Dataset excerpts:
%%

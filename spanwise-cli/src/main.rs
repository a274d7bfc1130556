//! CLI entry point for spanwise.
//!
//! Parses arguments with clap, executes the selected command, renders its
//! summary to stdout and maps failures to a non-zero exit code. Logging is
//! initialised first so every command emits structured diagnostics on
//! stderr.

use std::io::{self, BufWriter, Write};
use std::process::ExitCode;

use anyhow::{Context, Result};
use clap::Parser;

use spanwise_cli::{
    cli::{Cli, CliError, render_summary, run_cli},
    logging::{self, LoggingError},
};
use tracing::{error, field};

/// Runs the parsed command and writes its rendered summary to stdout.
fn try_main() -> Result<()> {
    let summary = run_cli(Cli::parse()).context("command failed")?;
    let mut stdout = BufWriter::new(io::stdout().lock());
    render_summary(&summary, &mut stdout).context("failed to write results")?;
    stdout.flush().context("failed to flush stdout")
}

fn main() -> ExitCode {
    if let Err(err) = logging::init_logging() {
        report_logging_failure(&err);
        return ExitCode::FAILURE;
    }

    if let Err(err) = try_main() {
        let code = err
            .downcast_ref::<CliError>()
            .map(|cli_error| field::display(cli_error.code()));
        let message = format!("{err:#}");
        error!(error = %message, code, "command execution failed");
        return ExitCode::FAILURE;
    }

    ExitCode::SUCCESS
}

#[expect(
    clippy::print_stderr,
    reason = "no subscriber exists yet to carry this message"
)]
fn report_logging_failure(err: &LoggingError) {
    eprintln!("spanwise: cannot set up logging: {err}");
}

%%

◆ **Action item**:
Stop after the line containing "report_logging_failure(&err);": print exactly the lines from the start of the entries above up to it, that line included.

◆ **Response**:
filename spanwise-cli/src/main.rs
repository a274d7bfc1130556
//! CLI entry point for spanwise.
//!
//! Parses arguments with clap, executes the selected command, renders its
//! summary to stdout and maps failures to a non-zero exit code. Logging is
//! initialised first so every command emits structured diagnostics on
//! stderr.

use std::io::{self, BufWriter, Write};
use std::process::ExitCode;

use anyhow::{Context, Result};
use clap::Parser;

use spanwise_cli::{
    cli::{Cli, CliError, render_summary, run_cli},
    logging::{self, LoggingError},
};
use tracing::{error, field};

/// Runs the parsed command and writes its rendered summary to stdout.
fn try_main() -> Result<()> {
    let summary = run_cli(Cli::parse()).context("command failed")?;
    let mut stdout = BufWriter::new(io::stdout().lock());
    render_summary(&summary, &mut stdout).context("failed to write results")?;
    stdout.flush().context("failed to flush stdout")
}

fn main() -> ExitCode {
    if let Err(err) = logging::init_logging() {
        report_logging_failure(&err);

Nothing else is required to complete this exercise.